#### EXERCISE INPUT:
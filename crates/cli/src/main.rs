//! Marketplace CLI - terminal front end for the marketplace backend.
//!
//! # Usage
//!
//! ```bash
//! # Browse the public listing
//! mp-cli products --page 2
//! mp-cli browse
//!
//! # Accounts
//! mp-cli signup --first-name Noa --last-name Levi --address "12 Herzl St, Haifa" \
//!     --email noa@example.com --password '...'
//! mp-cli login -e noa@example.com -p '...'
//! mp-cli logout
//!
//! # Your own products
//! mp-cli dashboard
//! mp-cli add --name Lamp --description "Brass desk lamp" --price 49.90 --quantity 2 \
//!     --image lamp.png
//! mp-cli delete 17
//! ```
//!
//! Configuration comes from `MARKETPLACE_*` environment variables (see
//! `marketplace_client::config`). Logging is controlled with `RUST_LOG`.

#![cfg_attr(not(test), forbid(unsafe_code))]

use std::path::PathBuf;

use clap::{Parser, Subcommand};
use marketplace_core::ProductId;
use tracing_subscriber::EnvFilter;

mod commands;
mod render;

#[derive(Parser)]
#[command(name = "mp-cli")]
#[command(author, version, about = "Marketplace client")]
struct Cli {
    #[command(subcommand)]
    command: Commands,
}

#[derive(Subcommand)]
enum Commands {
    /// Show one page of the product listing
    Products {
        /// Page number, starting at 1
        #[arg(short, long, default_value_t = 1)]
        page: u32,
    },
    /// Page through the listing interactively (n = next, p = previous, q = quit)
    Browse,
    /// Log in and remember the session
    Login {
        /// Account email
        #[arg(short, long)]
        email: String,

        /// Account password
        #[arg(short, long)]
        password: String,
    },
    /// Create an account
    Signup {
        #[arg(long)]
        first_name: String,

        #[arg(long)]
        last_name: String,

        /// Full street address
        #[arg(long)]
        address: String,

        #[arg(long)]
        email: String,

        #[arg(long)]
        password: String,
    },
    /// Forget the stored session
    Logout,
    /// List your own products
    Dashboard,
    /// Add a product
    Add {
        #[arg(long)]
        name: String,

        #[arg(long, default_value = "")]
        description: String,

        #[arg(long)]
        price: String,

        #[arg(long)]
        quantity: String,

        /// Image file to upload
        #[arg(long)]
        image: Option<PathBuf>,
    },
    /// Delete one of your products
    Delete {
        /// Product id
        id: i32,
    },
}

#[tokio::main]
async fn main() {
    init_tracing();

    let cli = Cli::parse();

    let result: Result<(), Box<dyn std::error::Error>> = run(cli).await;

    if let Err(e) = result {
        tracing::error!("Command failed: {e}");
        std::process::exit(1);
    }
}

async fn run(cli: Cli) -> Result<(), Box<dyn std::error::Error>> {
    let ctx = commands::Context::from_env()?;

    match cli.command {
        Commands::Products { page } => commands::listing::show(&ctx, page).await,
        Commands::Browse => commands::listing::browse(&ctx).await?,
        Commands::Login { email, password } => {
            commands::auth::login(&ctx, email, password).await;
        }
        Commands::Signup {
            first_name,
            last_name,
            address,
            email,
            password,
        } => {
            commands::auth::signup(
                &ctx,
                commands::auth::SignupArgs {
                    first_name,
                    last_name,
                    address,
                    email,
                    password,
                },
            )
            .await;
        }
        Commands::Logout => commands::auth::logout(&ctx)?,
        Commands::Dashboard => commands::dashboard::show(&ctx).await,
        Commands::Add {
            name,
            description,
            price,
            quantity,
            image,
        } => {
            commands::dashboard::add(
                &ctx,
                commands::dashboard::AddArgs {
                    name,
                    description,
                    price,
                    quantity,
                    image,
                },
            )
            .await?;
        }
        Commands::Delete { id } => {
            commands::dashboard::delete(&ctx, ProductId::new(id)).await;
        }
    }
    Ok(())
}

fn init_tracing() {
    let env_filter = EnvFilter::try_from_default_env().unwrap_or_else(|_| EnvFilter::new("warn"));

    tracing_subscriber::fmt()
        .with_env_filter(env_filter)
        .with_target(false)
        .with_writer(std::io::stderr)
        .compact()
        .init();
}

* * *

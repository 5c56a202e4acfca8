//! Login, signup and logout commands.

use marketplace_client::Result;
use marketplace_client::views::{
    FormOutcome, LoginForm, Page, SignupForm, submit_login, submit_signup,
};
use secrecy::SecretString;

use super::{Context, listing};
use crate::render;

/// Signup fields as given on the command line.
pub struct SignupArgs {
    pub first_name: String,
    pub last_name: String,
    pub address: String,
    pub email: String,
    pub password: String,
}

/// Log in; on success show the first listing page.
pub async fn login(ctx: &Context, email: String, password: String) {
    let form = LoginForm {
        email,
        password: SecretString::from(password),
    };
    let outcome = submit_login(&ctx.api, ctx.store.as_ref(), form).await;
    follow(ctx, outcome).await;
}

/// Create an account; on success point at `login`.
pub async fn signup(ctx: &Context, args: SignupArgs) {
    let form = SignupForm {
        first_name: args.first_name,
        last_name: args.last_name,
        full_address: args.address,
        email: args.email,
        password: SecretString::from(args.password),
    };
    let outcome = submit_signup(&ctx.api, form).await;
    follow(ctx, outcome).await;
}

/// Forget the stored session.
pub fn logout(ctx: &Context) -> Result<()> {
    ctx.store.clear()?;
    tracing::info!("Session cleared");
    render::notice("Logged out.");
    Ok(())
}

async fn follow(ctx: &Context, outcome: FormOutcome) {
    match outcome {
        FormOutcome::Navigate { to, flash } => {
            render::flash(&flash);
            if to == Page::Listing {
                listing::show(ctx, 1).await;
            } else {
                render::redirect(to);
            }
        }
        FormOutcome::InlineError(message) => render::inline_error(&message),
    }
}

--

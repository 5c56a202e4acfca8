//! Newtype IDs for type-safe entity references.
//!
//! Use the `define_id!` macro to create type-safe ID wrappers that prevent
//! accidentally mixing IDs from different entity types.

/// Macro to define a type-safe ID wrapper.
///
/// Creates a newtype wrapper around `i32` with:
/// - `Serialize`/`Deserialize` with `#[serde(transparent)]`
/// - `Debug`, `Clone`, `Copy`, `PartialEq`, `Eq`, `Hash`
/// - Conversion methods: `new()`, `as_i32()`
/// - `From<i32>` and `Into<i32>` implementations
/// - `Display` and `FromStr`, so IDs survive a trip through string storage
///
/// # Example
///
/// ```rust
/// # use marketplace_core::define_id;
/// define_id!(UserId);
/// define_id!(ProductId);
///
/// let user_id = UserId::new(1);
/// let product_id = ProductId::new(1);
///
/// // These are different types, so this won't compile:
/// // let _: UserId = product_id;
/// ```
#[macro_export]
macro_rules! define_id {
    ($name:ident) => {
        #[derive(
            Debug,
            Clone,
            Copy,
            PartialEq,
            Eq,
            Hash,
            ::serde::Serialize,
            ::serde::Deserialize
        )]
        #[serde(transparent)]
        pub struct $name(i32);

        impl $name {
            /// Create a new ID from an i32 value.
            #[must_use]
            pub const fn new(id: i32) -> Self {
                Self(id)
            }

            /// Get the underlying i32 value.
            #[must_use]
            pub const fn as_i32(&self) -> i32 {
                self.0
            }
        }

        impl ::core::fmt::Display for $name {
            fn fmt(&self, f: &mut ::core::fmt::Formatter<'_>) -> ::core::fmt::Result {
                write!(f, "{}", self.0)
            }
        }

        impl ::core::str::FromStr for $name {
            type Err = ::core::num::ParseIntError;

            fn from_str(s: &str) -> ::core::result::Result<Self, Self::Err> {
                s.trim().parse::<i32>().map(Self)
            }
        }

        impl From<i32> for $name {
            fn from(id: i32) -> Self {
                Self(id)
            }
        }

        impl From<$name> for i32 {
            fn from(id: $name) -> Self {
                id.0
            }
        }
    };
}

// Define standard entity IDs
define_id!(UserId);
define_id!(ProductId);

#### PROBLEM STATEMENT:
Would you please copy each line of the listing that contains the word "through"?

#### TASK OUTPUT:
    /// Page through the listing interactively (n = next, p = previous, q = quit)
/// - `Display` and `FromStr`, so IDs survive a trip through string storage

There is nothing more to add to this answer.